== RECORDS PROVIDED

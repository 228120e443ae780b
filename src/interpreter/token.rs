use crate::{arena::Region, ast::BinaryOperator};

/// The kind of a token.
///
/// Operator kinds are declared before literal kinds, so checking whether a
/// token is an operator is a single ordinal comparison.
///
/// There is no kind for unrecognized input. A character the lexer does not
/// know ends the token stream instead, so no token ever carries it.
#[derive(Debug, Clone, Copy, PartialEq, Eq, PartialOrd, Ord, Hash)]
#[repr(u8)]
pub enum TokenKind {
    /// `<` and `>`
    Comparison,
    /// `+` and `-`
    PlusMinus,
    /// `*` and `/`
    MulDiv,
    /// `**`
    Exponent,
    /// Decimal integer literal, such as `42`.
    Integer,
    /// Integer literal with an `h` suffix, such as `42h`.
    HexInteger,
    /// Integer literal with a `b` suffix, such as `101b`.
    BinaryInteger,
    /// Floating-point value.
    Float,
}

impl TokenKind {
    /// Returns `true` for the four operator kinds.
    ///
    /// # Example
    /// ```
    /// use calc::interpreter::token::TokenKind;
    ///
    /// assert!(TokenKind::Exponent.is_operator());
    /// assert!(!TokenKind::Integer.is_operator());
    /// ```
    #[must_use]
    pub const fn is_operator(self) -> bool {
        (self as u8) < (Self::Integer as u8)
    }

    /// Binding strength of an operator kind.
    ///
    /// Comparison binds loosest and exponentiation tightest. Literal kinds
    /// have precedence `0`, below every operator.
    #[must_use]
    pub const fn precedence(self) -> u8 {
        match self {
            Self::Comparison => 1,
            Self::PlusMinus => 2,
            Self::MulDiv => 3,
            Self::Exponent => 4,
            Self::Integer | Self::HexInteger | Self::BinaryInteger | Self::Float => 0,
        }
    }
}

/// The value carried by a token.
#[derive(Debug, Clone, Copy, PartialEq)]
pub enum Payload {
    /// A signed 64-bit integer.
    Integer(i64),
    /// A 32-bit float.
    Float(f32),
    /// An operator, together with its one-glyph lexeme in the transient
    /// arena.
    Operator {
        /// The operator.
        operator: BinaryOperator,
        /// The NUL-terminated glyph.
        lexeme:   Region,
    },
}

/// A lexical token.
///
/// `end` is the input offset just past the token, which lets the lexer
/// compute how many bytes the token consumed.
#[derive(Debug, Clone, Copy, PartialEq)]
pub struct Token {
    /// The kind of the token.
    pub kind:    TokenKind,
    /// The value of the token.
    pub payload: Payload,
    /// Input offset just past the token.
    pub end:     usize,
}

impl Token {
    /// Creates an integer literal token. `kind` records the literal's suffix.
    #[must_use]
    pub const fn integer(kind: TokenKind, value: i64, end: usize) -> Self {
        Self { kind,
               payload: Payload::Integer(value),
               end }
    }

    /// Creates a float token.
    #[must_use]
    pub const fn float(value: f32, end: usize) -> Self {
        Self { kind:    TokenKind::Float,
               payload: Payload::Float(value),
               end, }
    }

    /// Creates an operator token whose glyph is stored at `lexeme`.
    #[must_use]
    pub const fn operator(operator: BinaryOperator, lexeme: Region, end: usize) -> Self {
        Self { kind: operator.kind(),
               payload: Payload::Operator { operator, lexeme },
               end }
    }

    /// Returns the operator, if this is an operator token.
    #[must_use]
    pub const fn as_operator(&self) -> Option<BinaryOperator> {
        match self.payload {
            Payload::Operator { operator, .. } => Some(operator),
            Payload::Integer(_) | Payload::Float(_) => None,
        }
    }

    /// Returns the arena region holding the operator glyph.
    #[must_use]
    pub const fn lexeme(&self) -> Option<Region> {
        match self.payload {
            Payload::Operator { lexeme, .. } => Some(lexeme),
            Payload::Integer(_) | Payload::Float(_) => None,
        }
    }
}

impl std::fmt::Display for Token {
    fn fmt(&self, f: &mut std::fmt::Formatter<'_>) -> std::fmt::Result {
        match self.payload {
            Payload::Integer(value) => write!(f, "{value}"),
            Payload::Float(value) => write!(f, "{value:.2}"),
            Payload::Operator { operator, .. } => write!(f, "{operator}"),
        }
    }
}
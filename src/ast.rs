use crate::{
    arena::Arena,
    error::arena_error::ArenaResult,
    interpreter::token::{Token, TokenKind},
};

/// Represents a binary operator.
///
/// These are the only operators of the language; there are no unary
/// operators and no parentheses.
#[derive(Debug, Copy, Clone, PartialEq, Eq, Hash)]
pub enum BinaryOperator {
    /// Less than (`<`)
    Less,
    /// Greater than (`>`)
    Greater,
    /// Addition (`+`)
    Add,
    /// Subtraction (`-`)
    Sub,
    /// Multiplication (`*`)
    Mul,
    /// Division (`/`)
    Div,
    /// Exponentiation (`**`, stored internally as `$`)
    Pow,
}

impl BinaryOperator {
    /// The operator token kind this operator is classified as.
    ///
    /// # Example
    /// ```
    /// use calc::{ast::BinaryOperator, interpreter::token::TokenKind};
    ///
    /// assert_eq!(BinaryOperator::Sub.kind(), TokenKind::PlusMinus);
    /// assert_eq!(BinaryOperator::Pow.kind(), TokenKind::Exponent);
    /// ```
    #[must_use]
    pub const fn kind(self) -> TokenKind {
        match self {
            Self::Less | Self::Greater => TokenKind::Comparison,
            Self::Add | Self::Sub => TokenKind::PlusMinus,
            Self::Mul | Self::Div => TokenKind::MulDiv,
            Self::Pow => TokenKind::Exponent,
        }
    }

    /// The single glyph stored as the operator's lexeme.
    ///
    /// Exponentiation is written `**` but folded into `$`.
    #[must_use]
    pub const fn glyph(self) -> char {
        match self {
            Self::Less => '<',
            Self::Greater => '>',
            Self::Add => '+',
            Self::Sub => '-',
            Self::Mul => '*',
            Self::Div => '/',
            Self::Pow => '$',
        }
    }
}

impl std::fmt::Display for BinaryOperator {
    fn fmt(&self, f: &mut std::fmt::Formatter<'_>) -> std::fmt::Result {
        let operator = match self {
            Self::Less => "<",
            Self::Greater => ">",
            Self::Add => "+",
            Self::Sub => "-",
            Self::Mul => "*",
            Self::Div => "/",
            Self::Pow => "**",
        };
        write!(f, "{operator}")
    }
}

/// Index of a node inside a [`Tree`].
#[derive(Debug, Clone, Copy, PartialEq, Eq, Hash, PartialOrd, Ord)]
pub struct NodeId(usize);

impl NodeId {
    /// Position of the node in allocation order.
    #[must_use]
    pub const fn index(self) -> usize {
        self.0
    }
}

impl std::fmt::Display for NodeId {
    fn fmt(&self, f: &mut std::fmt::Formatter<'_>) -> std::fmt::Result {
        write!(f, "#{}", self.0)
    }
}

/// An expression tree node.
///
/// A literal leaf has no children and a binary operation always has two;
/// the grammar never produces anything in between.
#[derive(Debug, Clone, Copy, PartialEq)]
pub enum Node {
    /// A literal operand.
    Literal(Token),
    /// A binary operation.
    Binary {
        /// The operator token.
        operator: Token,
        /// Left operand.
        left:     NodeId,
        /// Right operand.
        right:    NodeId,
    },
}

impl Node {
    /// The token carried by the node.
    #[must_use]
    pub const fn token(&self) -> &Token {
        match self {
            Self::Literal(token) | Self::Binary { operator: token, .. } => token,
        }
    }
}

/// The nodes of one parsed line.
///
/// The nodes themselves live in a `Vec`. The transient arena only accounts
/// for them: each push reserves `size_of::<Node>()` bytes there and discards
/// the region, so a tree can never outgrow the memory budget of a single
/// evaluation. The tree is cleared together with that arena at the start of
/// the next cycle.
#[derive(Debug, Default)]
pub struct Tree {
    nodes: Vec<Node>,
}

impl Tree {
    /// Creates an empty tree.
    #[must_use]
    pub const fn new() -> Self {
        Self { nodes: Vec::new() }
    }

    /// Appends `node` after deducting its size from `arena`.
    ///
    /// Nothing is written to the arena; the reservation only counts bytes.
    ///
    /// # Errors
    /// Returns the arena's error if the node does not fit; the tree is left
    /// unchanged.
    pub fn push(&mut self, arena: &mut Arena, node: Node) -> ArenaResult<NodeId> {
        arena.allocate(size_of::<Node>())?;

        let id = NodeId(self.nodes.len());
        self.nodes.push(node);

        Ok(id)
    }

    /// Looks up a node.
    #[must_use]
    pub fn get(&self, id: NodeId) -> Option<&Node> {
        self.nodes.get(id.0)
    }

    /// The root of the tree.
    ///
    /// Children are always pushed before their parent, so the root is the
    /// most recently pushed node.
    #[must_use]
    pub const fn root(&self) -> Option<NodeId> {
        match self.nodes.len() {
            0 => None,
            len => Some(NodeId(len - 1)),
        }
    }

    /// Number of nodes in the tree.
    #[must_use]
    pub const fn len(&self) -> usize {
        self.nodes.len()
    }

    /// Returns `true` if no node has been pushed.
    #[must_use]
    pub const fn is_empty(&self) -> bool {
        self.nodes.is_empty()
    }

    /// Drops every node.
    pub fn clear(&mut self) {
        self.nodes.clear();
    }
}
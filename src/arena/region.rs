/// A byte range handed out by an [`Arena`](crate::arena::Arena).
///
/// `len` is the size that was requested, which may be smaller than the
/// rounded amount the arena actually reserved.
#[derive(Debug, Clone, Copy, PartialEq, Eq, Hash)]
pub struct Region {
    offset: usize,
    len:    usize,
}

impl Region {
    pub(crate) const fn new(offset: usize, len: usize) -> Self {
        Self { offset, len }
    }

    /// Byte offset of the region inside its arena.
    #[must_use]
    pub const fn offset(self) -> usize {
        self.offset
    }

    /// Number of usable bytes in the region.
    #[must_use]
    pub const fn len(self) -> usize {
        self.len
    }

    /// Returns `true` for a zero-sized region.
    #[must_use]
    pub const fn is_empty(self) -> bool {
        self.len == 0
    }

    /// One past the last usable byte.
    #[must_use]
    pub const fn end(self) -> usize {
        self.offset + self.len
    }
}
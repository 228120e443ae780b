use crate::error::ArenaError;

#[derive(Debug, Clone, PartialEq, Eq)]
/// Represents all errors that can occur during lexing or parsing.
pub enum ParseError {
    /// An operator is directly followed by another operator.
    AdjacentOperators {
        /// Byte offset just past the first operator.
        position: usize,
    },
    /// A letter was found; identifiers and functions are not supported.
    UnsupportedCharacter {
        /// The offending character.
        character: char,
        /// Byte offset of the character.
        position:  usize,
    },
    /// An operand was expected but an operator or the end of input was found.
    ExpectedOperand {
        /// Byte offset where the operand was expected.
        position: usize,
    },
    /// Found extra tokens after the expression was complete.
    UnexpectedTrailingTokens {
        /// The extra token.
        token:    String,
        /// Byte offset just past the extra token.
        position: usize,
    },
    /// More tokens were peeked than the lookahead buffer can hold.
    LookaheadOverflow {
        /// The configured lookahead depth.
        depth: usize,
    },
    /// A token was pushed back or committed without a matching peek.
    PushBackWithoutPeek {
        /// Byte offset of the lexer when the request was made.
        position: usize,
    },
    /// An integer literal does not fit in 64 bits.
    LiteralTooLarge {
        /// Byte offset just past the literal.
        position: usize,
    },
    /// The transient arena could not hold a lexeme or tree node.
    OutOfMemory(ArenaError),
}

impl ParseError {
    /// Returns `true` for errors caused by the shape of the input rather than
    /// by resource exhaustion.
    #[must_use]
    pub const fn is_syntax_error(&self) -> bool {
        !matches!(self, Self::OutOfMemory(_))
    }
}

impl From<ArenaError> for ParseError {
    fn from(e: ArenaError) -> Self {
        Self::OutOfMemory(e)
    }
}

impl std::fmt::Display for ParseError {
    fn fmt(&self, f: &mut std::fmt::Formatter<'_>) -> std::fmt::Result {
        match self {
            Self::AdjacentOperators { position } => write!(f,
                                                           "Error at position {position}: Two operators with no operand between them."),
            Self::UnsupportedCharacter { character, position } => write!(f,
                                                                         "Error at position {position}: Unsupported character '{character}'."),
            Self::ExpectedOperand { position } => {
                write!(f, "Error at position {position}: Expected an operand.")
            },
            Self::UnexpectedTrailingTokens { token, position } => write!(f,
                                                                         "Error at position {position}: Extra tokens after expression. Check your input: {token}"),
            Self::LookaheadOverflow { depth } => {
                write!(f, "Error: Lookahead exceeded its depth of {depth} tokens.")
            },
            Self::PushBackWithoutPeek { position } => write!(f,
                                                             "Error at position {position}: Nothing to push back."),
            Self::LiteralTooLarge { position } => {
                write!(f, "Error at position {position}: Literal is too large.")
            },
            Self::OutOfMemory(e) => write!(f, "{e}"),
        }
    }
}

impl std::error::Error for ParseError {}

====

**REQUIREMENT**. Copy each line of the data that includes the word "bool".

**TASK RESPONSE**.
    pub const fn is_operator(self) -> bool {
    pub const fn is_empty(&self) -> bool {
    pub const fn is_empty(self) -> bool {
    pub const fn is_syntax_error(&self) -> bool {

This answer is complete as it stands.